Stored items from a collection

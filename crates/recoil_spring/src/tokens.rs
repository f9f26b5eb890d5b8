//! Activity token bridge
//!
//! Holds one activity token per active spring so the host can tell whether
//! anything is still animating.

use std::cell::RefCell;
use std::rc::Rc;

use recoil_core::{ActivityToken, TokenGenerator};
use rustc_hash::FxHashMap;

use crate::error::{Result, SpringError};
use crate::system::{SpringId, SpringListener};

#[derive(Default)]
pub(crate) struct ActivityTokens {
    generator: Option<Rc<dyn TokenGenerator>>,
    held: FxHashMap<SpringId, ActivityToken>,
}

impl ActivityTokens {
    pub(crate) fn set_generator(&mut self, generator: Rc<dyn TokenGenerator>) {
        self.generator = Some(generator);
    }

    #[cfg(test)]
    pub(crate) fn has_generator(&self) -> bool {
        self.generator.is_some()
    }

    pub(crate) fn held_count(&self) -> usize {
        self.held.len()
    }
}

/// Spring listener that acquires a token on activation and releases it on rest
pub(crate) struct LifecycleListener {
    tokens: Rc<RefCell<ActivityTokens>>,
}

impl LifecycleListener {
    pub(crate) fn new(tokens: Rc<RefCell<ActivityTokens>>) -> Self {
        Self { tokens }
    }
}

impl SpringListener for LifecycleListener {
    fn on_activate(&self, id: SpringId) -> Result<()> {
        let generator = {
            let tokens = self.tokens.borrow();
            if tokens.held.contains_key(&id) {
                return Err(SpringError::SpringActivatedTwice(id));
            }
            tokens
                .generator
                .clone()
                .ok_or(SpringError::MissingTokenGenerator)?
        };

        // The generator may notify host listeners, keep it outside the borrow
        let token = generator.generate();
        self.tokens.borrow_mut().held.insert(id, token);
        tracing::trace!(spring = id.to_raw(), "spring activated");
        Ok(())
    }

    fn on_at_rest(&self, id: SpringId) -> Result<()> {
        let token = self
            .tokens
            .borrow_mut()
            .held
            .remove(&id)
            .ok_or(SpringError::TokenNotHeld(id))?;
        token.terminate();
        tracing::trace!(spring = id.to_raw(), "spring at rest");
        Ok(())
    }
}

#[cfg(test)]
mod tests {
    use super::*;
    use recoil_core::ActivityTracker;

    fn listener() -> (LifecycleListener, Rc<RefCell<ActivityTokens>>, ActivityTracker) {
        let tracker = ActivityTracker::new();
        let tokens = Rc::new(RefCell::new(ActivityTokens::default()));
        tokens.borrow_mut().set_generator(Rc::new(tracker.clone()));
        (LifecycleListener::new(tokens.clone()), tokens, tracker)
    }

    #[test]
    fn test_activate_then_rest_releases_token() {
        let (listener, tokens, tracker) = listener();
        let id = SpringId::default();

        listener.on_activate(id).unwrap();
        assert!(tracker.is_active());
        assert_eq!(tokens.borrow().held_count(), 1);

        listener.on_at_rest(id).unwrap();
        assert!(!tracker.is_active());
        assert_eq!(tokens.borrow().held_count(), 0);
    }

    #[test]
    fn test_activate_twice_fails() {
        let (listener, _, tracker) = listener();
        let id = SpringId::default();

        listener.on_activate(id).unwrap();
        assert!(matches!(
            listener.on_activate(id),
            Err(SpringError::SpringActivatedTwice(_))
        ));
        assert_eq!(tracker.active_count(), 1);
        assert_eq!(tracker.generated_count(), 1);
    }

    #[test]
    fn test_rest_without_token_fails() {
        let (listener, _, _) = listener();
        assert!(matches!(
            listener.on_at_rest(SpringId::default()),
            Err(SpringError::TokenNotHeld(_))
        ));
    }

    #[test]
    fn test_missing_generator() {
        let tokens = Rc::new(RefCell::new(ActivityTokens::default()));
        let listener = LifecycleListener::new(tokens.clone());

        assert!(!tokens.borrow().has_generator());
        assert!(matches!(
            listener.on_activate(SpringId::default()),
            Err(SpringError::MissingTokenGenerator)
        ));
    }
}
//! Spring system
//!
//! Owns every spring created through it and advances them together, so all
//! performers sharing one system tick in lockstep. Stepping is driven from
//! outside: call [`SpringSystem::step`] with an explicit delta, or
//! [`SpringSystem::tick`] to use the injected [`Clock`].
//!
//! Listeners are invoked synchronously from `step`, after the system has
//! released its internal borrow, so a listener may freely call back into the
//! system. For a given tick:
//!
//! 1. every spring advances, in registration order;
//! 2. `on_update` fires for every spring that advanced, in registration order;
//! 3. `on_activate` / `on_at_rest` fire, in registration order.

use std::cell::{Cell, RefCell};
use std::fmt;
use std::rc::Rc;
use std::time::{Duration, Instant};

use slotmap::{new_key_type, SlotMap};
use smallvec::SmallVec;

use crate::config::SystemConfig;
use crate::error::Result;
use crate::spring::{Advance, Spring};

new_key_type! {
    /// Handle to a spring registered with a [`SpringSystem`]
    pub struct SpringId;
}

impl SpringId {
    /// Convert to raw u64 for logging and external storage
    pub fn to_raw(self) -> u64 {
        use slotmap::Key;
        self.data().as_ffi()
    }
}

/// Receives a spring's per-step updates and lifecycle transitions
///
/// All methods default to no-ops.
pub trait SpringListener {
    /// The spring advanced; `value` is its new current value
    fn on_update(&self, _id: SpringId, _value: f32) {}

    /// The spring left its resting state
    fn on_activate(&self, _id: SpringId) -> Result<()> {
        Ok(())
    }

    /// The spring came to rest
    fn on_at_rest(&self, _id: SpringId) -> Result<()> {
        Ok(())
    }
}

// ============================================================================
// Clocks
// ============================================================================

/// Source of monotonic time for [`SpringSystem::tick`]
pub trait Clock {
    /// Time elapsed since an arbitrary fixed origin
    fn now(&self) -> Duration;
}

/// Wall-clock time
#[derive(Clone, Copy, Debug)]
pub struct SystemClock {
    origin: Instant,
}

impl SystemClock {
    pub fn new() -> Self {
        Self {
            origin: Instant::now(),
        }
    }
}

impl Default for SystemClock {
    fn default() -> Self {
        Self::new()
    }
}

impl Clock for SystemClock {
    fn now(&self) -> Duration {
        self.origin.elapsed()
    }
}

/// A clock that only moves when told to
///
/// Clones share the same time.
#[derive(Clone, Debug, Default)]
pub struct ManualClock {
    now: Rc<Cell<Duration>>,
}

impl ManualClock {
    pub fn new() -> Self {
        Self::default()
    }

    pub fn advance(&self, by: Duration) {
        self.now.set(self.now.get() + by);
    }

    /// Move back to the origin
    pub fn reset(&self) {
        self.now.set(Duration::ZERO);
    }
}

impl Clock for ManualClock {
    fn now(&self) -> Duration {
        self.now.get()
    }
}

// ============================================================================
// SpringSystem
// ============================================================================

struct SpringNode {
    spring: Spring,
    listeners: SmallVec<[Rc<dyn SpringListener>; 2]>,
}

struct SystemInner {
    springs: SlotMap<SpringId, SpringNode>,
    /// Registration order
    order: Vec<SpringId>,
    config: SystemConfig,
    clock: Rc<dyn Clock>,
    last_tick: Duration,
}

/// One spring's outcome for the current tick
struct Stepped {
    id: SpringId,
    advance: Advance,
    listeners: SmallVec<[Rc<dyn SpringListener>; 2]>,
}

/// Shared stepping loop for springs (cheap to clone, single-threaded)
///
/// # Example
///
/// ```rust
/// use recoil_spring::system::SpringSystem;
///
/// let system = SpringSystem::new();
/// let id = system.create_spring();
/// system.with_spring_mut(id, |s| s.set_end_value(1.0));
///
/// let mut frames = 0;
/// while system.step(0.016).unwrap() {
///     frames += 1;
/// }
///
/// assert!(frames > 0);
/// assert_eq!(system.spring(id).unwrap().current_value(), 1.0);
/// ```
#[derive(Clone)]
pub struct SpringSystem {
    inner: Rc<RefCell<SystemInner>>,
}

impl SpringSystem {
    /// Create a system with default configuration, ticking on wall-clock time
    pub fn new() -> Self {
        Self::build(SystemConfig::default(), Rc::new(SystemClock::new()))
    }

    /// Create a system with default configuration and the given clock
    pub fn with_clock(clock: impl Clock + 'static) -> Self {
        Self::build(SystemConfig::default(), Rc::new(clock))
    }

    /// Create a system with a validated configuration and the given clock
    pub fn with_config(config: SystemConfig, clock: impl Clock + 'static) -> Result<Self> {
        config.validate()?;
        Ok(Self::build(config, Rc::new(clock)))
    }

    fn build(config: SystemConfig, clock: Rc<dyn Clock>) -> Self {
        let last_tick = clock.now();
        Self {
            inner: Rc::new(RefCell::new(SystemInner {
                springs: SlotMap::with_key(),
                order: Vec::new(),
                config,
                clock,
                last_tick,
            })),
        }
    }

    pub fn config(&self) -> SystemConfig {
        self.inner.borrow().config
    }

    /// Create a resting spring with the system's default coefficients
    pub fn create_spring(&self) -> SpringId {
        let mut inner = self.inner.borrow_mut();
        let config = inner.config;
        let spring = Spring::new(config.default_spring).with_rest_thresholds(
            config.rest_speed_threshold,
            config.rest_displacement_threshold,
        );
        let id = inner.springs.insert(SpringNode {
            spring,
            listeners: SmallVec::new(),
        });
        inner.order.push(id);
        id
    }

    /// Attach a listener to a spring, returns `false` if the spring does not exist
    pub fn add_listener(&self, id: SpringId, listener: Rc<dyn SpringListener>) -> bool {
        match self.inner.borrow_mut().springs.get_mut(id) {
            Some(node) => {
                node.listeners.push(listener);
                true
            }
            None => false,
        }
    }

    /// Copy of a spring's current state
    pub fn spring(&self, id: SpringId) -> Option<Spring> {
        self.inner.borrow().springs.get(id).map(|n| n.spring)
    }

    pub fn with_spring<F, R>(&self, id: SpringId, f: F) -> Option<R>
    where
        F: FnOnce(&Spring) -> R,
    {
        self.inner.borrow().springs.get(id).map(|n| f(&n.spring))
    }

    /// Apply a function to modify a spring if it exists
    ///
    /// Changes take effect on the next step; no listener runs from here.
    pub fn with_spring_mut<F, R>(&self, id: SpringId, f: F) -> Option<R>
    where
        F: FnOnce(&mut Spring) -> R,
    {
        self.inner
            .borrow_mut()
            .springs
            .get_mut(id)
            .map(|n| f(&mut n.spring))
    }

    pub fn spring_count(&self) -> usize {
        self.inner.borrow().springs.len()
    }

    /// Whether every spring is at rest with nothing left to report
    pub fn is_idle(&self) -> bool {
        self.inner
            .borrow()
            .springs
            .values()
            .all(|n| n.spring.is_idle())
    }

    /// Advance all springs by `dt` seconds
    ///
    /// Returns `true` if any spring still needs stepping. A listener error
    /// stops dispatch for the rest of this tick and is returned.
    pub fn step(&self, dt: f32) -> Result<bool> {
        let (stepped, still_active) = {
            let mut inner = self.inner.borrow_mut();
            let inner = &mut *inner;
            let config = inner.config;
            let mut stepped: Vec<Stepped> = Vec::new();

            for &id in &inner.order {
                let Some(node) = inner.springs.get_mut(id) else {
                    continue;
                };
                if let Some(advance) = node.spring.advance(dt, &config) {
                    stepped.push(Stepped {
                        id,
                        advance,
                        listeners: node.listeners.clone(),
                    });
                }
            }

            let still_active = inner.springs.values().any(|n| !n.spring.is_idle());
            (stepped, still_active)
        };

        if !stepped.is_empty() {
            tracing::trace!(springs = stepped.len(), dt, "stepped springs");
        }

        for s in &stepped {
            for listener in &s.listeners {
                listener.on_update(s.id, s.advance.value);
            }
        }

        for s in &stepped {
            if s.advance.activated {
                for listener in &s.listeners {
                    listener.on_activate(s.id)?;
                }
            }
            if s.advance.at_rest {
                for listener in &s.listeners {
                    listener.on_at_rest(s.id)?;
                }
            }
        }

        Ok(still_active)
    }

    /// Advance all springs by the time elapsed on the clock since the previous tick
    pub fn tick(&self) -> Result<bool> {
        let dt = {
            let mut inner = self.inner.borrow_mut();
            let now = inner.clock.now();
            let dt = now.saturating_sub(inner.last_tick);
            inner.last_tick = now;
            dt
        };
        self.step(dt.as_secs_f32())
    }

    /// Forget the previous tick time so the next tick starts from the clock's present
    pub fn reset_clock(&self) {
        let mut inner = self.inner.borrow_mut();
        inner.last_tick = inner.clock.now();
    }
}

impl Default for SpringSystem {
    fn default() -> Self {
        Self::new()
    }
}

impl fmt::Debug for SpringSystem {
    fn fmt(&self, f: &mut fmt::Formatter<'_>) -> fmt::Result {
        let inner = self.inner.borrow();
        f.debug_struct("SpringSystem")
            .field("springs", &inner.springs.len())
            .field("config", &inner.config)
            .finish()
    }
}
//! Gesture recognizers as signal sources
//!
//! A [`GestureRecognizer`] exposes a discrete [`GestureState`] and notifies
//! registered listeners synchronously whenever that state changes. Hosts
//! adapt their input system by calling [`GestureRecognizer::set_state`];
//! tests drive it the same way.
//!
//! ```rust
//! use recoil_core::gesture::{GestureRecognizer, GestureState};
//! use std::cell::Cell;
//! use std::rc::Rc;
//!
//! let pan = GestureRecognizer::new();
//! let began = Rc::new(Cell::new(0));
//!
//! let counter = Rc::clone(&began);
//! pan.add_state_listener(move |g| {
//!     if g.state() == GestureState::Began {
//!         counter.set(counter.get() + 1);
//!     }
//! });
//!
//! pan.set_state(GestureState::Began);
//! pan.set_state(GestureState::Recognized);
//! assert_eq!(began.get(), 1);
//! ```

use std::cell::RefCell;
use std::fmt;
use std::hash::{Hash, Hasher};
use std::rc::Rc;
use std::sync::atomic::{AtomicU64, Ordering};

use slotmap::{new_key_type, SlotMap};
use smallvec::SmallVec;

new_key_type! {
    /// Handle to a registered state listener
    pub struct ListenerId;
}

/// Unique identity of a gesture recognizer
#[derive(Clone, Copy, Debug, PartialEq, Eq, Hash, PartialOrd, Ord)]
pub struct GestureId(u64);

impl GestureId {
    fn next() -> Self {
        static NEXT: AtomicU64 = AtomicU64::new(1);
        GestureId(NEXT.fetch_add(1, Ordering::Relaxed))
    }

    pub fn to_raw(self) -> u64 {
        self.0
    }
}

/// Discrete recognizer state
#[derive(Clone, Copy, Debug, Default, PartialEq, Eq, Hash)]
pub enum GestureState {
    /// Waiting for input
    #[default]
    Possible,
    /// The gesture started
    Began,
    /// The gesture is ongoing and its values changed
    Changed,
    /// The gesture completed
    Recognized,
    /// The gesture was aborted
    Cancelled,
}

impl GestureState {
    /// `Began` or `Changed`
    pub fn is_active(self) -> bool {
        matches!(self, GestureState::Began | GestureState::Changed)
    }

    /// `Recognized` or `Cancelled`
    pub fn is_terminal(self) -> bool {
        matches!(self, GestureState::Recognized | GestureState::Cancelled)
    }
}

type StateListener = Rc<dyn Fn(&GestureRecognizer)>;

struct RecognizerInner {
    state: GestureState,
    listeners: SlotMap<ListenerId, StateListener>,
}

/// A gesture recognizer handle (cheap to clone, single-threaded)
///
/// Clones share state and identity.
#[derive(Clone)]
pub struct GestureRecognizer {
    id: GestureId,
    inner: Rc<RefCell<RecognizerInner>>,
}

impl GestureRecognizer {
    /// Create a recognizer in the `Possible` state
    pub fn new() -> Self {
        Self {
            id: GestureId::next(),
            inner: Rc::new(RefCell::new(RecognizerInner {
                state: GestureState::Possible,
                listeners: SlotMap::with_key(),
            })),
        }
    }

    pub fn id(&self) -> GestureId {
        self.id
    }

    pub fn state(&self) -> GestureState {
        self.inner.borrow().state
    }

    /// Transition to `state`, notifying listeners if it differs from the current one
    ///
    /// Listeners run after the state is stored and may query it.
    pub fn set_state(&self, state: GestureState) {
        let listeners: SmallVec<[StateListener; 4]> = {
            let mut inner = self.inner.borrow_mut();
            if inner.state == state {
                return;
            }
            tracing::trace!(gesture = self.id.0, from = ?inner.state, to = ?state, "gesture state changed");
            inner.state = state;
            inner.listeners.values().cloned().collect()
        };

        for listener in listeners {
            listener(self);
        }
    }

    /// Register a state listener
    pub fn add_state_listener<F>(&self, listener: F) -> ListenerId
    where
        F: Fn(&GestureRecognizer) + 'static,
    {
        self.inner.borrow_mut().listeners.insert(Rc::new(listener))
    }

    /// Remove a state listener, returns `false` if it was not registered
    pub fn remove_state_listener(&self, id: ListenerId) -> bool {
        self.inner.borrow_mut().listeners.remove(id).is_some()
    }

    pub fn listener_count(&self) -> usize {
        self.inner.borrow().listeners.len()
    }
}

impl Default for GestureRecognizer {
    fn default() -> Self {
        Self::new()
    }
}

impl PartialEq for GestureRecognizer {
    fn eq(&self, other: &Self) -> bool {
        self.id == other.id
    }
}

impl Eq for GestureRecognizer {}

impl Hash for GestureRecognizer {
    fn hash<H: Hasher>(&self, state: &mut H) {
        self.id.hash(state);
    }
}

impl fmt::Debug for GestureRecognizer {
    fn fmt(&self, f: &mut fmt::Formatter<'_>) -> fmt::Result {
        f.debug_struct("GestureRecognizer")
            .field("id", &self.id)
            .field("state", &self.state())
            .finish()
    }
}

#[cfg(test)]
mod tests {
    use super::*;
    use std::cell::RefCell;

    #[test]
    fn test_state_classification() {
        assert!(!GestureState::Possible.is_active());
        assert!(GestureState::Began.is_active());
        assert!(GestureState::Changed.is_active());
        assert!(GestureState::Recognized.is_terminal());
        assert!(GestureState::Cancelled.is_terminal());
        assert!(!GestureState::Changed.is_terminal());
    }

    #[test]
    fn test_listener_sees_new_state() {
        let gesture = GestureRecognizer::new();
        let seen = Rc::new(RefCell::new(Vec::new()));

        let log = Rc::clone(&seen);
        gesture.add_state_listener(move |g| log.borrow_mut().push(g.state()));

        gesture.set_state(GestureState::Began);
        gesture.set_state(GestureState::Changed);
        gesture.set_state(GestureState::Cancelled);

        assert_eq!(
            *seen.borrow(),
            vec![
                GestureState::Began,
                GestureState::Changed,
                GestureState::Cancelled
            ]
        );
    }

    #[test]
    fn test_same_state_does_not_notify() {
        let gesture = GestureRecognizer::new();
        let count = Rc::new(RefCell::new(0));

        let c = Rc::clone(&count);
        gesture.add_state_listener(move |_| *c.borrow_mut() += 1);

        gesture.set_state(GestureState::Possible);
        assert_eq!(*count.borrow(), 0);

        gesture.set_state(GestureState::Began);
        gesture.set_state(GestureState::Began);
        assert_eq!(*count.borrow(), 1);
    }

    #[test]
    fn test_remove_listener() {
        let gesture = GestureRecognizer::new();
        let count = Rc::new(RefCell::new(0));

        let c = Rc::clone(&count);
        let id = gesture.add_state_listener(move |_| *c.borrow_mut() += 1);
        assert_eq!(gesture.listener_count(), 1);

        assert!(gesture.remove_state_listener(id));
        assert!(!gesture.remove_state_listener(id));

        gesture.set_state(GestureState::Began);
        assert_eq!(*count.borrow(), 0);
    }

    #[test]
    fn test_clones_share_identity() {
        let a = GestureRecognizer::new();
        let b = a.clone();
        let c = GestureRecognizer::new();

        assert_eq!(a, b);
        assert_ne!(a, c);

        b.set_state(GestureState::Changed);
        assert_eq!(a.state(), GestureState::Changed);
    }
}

§ EXERCISE BRIEF
Search the data above for the string "SpringListener" and report each line that holds it.

§ ANSWER TO THIS EXERCISE
use crate::system::{SpringId, SpringListener};
impl SpringListener for LifecycleListener {
pub trait SpringListener {
    listeners: SmallVec<[Rc<dyn SpringListener>; 2]>,
    listeners: SmallVec<[Rc<dyn SpringListener>; 2]>,
    pub fn add_listener(&self, id: SpringId, listener: Rc<dyn SpringListener>) -> bool {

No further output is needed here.